Ora però lo spazio va finendo e noi ci siamo dilungati abbastanza. Bisogna allora rispondere alla domanda del titolo: il gioco dell’anno è stato firmato da una startup? No. Inutile girarci ancora attorno. Biomutant non è un titolo capace di ambire a tanto per tutte le ragioni fin qui descritte. Ma, esattamente come i mutanti, è una creatura insolita, in grado di spaventare e intrigare allo stesso tempo: è sorprendente e claudicante, divertente e goffo, serio eppure parodistico. Non è quello Zelda con pantegane o Ghost of Tsushima con lemuri che, a tratti, lungo il suo interminabile sviluppo, avevamo creduto di vedere.
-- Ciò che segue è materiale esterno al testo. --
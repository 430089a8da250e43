// ABOUTME: Environment configuration management for deployment-specific settings
// ABOUTME: Parses bind address, area, locale, scoring weights, and signal noise from env vars
//
// SPDX-License-Identifier: MIT OR Apache-2.0
// Copyright (c) 2025 Async-IO.org

//! Environment-based configuration
//!
//! Every variable has a default. A variable that is set but does not parse is
//! an error rather than a silent fallback, so a typo in a deployment fails at
//! startup instead of serving numbers from the wrong policy.

use anyhow::{anyhow, Result};
use serde::{Deserialize, Serialize};
use std::env;
use std::fmt;
use std::str::FromStr;
use tracing::info;
use visit_core::constants::areas::DEFAULT_AREA_ID;
use visit_core::constants::scoring::{DEFAULT_PARKING_WEIGHT, DEFAULT_TRAFFIC_WEIGHT};
use visit_core::constants::signals::{DEFAULT_FORECAST_NOISE, DEFAULT_JITTER_AMPLITUDE};
use visit_core::errors::AppError;
use visit_core::models::{find_area, Area, Locale};
use visit_intelligence::ScoringPolicy;
use visit_providers::SyntheticSignalConfig;

/// Default bind address
pub const DEFAULT_HOST: &str = "0.0.0.0";
/// Default HTTP port
pub const DEFAULT_HTTP_PORT: u16 = 8000;

/// Deployment environment
#[derive(Debug, Clone, Copy, Serialize, Deserialize, PartialEq, Eq, Default)]
#[serde(rename_all = "lowercase")]
pub enum Environment {
    /// Local development
    #[default]
    Development,
    /// Production deployment
    Production,
    /// Automated tests
    Testing,
}

impl Environment {
    /// Parse from string with fallback
    #[must_use]
    pub fn from_str_or_default(s: &str) -> Self {
        match s.to_lowercase().as_str() {
            "production" | "prod" => Self::Production,
            "testing" | "test" => Self::Testing,
            _ => Self::Development,
        }
    }

    /// Check if this is a production environment
    #[must_use]
    pub const fn is_production(self) -> bool {
        matches!(self, Self::Production)
    }
}

impl fmt::Display for Environment {
    fn fmt(&self, f: &mut fmt::Formatter<'_>) -> fmt::Result {
        match self {
            Self::Development => write!(f, "development"),
            Self::Production => write!(f, "production"),
            Self::Testing => write!(f, "testing"),
        }
    }
}

/// Which area is served and in which language
#[derive(Debug, Clone, PartialEq, Eq, Serialize, Deserialize)]
pub struct VisitConfig {
    /// Area id served on `/api/status`
    pub area_id: String,
    /// Locale of rendered messages
    pub locale: Locale,
}

/// Composite weights
#[derive(Debug, Clone, Copy, PartialEq, Serialize, Deserialize)]
pub struct ScoringConfig {
    /// Weight of the traffic index
    pub traffic_weight: f64,
    /// Weight of parking pressure
    pub parking_weight: f64,
}

/// Synthetic signal noise
#[derive(Debug, Clone, Copy, PartialEq, Serialize, Deserialize)]
pub struct SignalConfig {
    /// Jitter half-width for current readings
    pub jitter_amplitude: f64,
    /// Noise half-width for forecasts
    pub forecast_noise: f64,
}

/// Cross-origin settings
#[derive(Debug, Clone, PartialEq, Eq, Serialize, Deserialize)]
pub struct CorsConfig {
    /// Comma-separated origin list, or `*`
    pub allowed_origins: String,
}

/// Complete server configuration
#[derive(Debug, Clone, PartialEq, Serialize, Deserialize)]
pub struct ServerConfig {
    /// Bind address
    pub host: String,
    /// HTTP port
    pub http_port: u16,
    /// Deployment environment
    pub environment: Environment,
    /// Served area and locale
    pub visit: VisitConfig,
    /// Scoring weights
    pub scoring: ScoringConfig,
    /// Synthetic signal noise
    pub signals: SignalConfig,
    /// CORS settings
    pub cors: CorsConfig,
}

impl Default for ServerConfig {
    fn default() -> Self {
        Self {
            host: DEFAULT_HOST.to_owned(),
            http_port: DEFAULT_HTTP_PORT,
            environment: Environment::Development,
            visit: VisitConfig {
                area_id: DEFAULT_AREA_ID.to_owned(),
                locale: Locale::Ko,
            },
            scoring: ScoringConfig {
                traffic_weight: DEFAULT_TRAFFIC_WEIGHT,
                parking_weight: DEFAULT_PARKING_WEIGHT,
            },
            signals: SignalConfig {
                jitter_amplitude: DEFAULT_JITTER_AMPLITUDE,
                forecast_noise: DEFAULT_FORECAST_NOISE,
            },
            cors: CorsConfig {
                allowed_origins: "*".to_owned(),
            },
        }
    }
}

impl ServerConfig {
    /// Load configuration from environment variables
    ///
    /// # Errors
    ///
    /// Returns an error if a variable is set to an unparseable value or the
    /// resulting configuration fails [`Self::validate`].
    pub fn from_env() -> Result<Self> {
        info!("Loading configuration from environment variables");
        Self::from_lookup(|key| env::var(key).ok())
    }

    /// Load configuration through an arbitrary variable lookup
    ///
    /// # Errors
    ///
    /// Same as [`Self::from_env`].
    pub fn from_lookup<F>(lookup: F) -> Result<Self>
    where
        F: Fn(&str) -> Option<String>,
    {
        let defaults = Self::default();

        let config = Self {
            host: lookup("HOST").unwrap_or(defaults.host),
            http_port: parse_var(&lookup, "HTTP_PORT", defaults.http_port)?,
            environment: lookup("ENVIRONMENT")
                .map_or(defaults.environment, |value| {
                    Environment::from_str_or_default(&value)
                }),
            visit: VisitConfig {
                area_id: lookup("VISIT_AREA_ID").unwrap_or(defaults.visit.area_id),
                locale: parse_var(&lookup, "VISIT_LOCALE", defaults.visit.locale)?,
            },
            scoring: ScoringConfig {
                traffic_weight: parse_var(
                    &lookup,
                    "VISIT_TRAFFIC_WEIGHT",
                    defaults.scoring.traffic_weight,
                )?,
                parking_weight: parse_var(
                    &lookup,
                    "VISIT_PARKING_WEIGHT",
                    defaults.scoring.parking_weight,
                )?,
            },
            signals: SignalConfig {
                jitter_amplitude: parse_var(
                    &lookup,
                    "VISIT_SIGNAL_JITTER",
                    defaults.signals.jitter_amplitude,
                )?,
                forecast_noise: parse_var(
                    &lookup,
                    "VISIT_FORECAST_NOISE",
                    defaults.signals.forecast_noise,
                )?,
            },
            cors: CorsConfig {
                allowed_origins: lookup("CORS_ALLOWED_ORIGINS")
                    .unwrap_or(defaults.cors.allowed_origins),
            },
        };

        config.validate()?;
        Ok(config)
    }

    /// Apply command-line overrides
    ///
    /// # Errors
    ///
    /// Returns an error if the overridden configuration is invalid.
    pub fn with_overrides(
        mut self,
        http_port: Option<u16>,
        area_id: Option<String>,
    ) -> Result<Self> {
        if let Some(port) = http_port {
            self.http_port = port;
        }
        if let Some(area_id) = area_id {
            self.visit.area_id = area_id;
        }
        self.validate()?;
        Ok(self)
    }

    /// Validate configuration values
    ///
    /// # Errors
    ///
    /// Returns an error for an unknown area id, an invalid weight pair or
    /// out-of-range signal noise.
    pub fn validate(&self) -> Result<()> {
        self.area()?;
        self.scoring_policy()?;
        self.signal_config()?;
        Ok(())
    }

    /// Area selected by `visit.area_id`
    ///
    /// # Errors
    ///
    /// Returns an error if no area has that id.
    pub fn area(&self) -> Result<&'static Area> {
        find_area(&self.visit.area_id)
            .ok_or_else(|| anyhow!("Unknown VISIT_AREA_ID: {}", self.visit.area_id))
    }

    /// Validated scoring policy
    ///
    /// # Errors
    ///
    /// Returns an error if the weights are rejected.
    pub fn scoring_policy(&self) -> Result<ScoringPolicy> {
        Ok(
            ScoringPolicy::new(self.scoring.traffic_weight, self.scoring.parking_weight)
                .map_err(AppError::from)?,
        )
    }

    /// Validated synthetic signal settings
    ///
    /// # Errors
    ///
    /// Returns an error if either noise value is out of range.
    pub fn signal_config(&self) -> Result<SyntheticSignalConfig> {
        Ok(SyntheticSignalConfig::new(
            self.signals.jitter_amplitude,
            self.signals.forecast_noise,
        )?)
    }

    /// `host:port` string to bind
    #[must_use]
    pub fn bind_address(&self) -> String {
        format!("{}:{}", self.host, self.http_port)
    }

    /// Get a summary of the configuration for logging
    #[must_use]
    pub fn summary(&self) -> String {
        format!(
            "Visit Difficulty Server Configuration:\n\
             - Bind: {}\n\
             - Environment: {}\n\
             - Area: {}\n\
             - Locale: {}\n\
             - Weights: traffic {} / parking {}\n\
             - Signal jitter: {} (forecast noise {})\n\
             - CORS origins: {}",
            self.bind_address(),
            self.environment,
            self.visit.area_id,
            self.visit.locale,
            self.scoring.traffic_weight,
            self.scoring.parking_weight,
            self.signals.jitter_amplitude,
            self.signals.forecast_noise,
            self.cors.allowed_origins,
        )
    }
}

/// Parse an optional variable, keeping `default` when it is unset
fn parse_var<F, T>(lookup: &F, key: &str, default: T) -> Result<T>
where
    F: Fn(&str) -> Option<String>,
    T: FromStr,
    T::Err: fmt::Display,
{
    lookup(key).map_or(Ok(default), |raw| {
        raw.trim()
            .parse::<T>()
            .map_err(|e| anyhow!("Invalid {key} value {raw:?}: {e}"))
    })
}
È qualcosa di diverso, di più farraginoso e talvolta inutilmente complesso (non parliamo di difficoltà). Ma soprattutto si lascia dietro alcuni errori davvero grossolani, come il sistema di controllo e la telecamera, le cui gestioni risultano troppo alla buona per un gioco così ramificato. Però è anche un titolo insolito e in grado di divertire per molte ore, anche se non tutti avranno voglia di arrivare a vedere i titoli di coda. Ma, soprattutto, è un videogame sviluppato da 20 persone, capace di monopolizzare l’attenzione di stampa e pubblico. Qualcosa vorrà pur dire. Non per tutti i palati, ma merita di essere provato.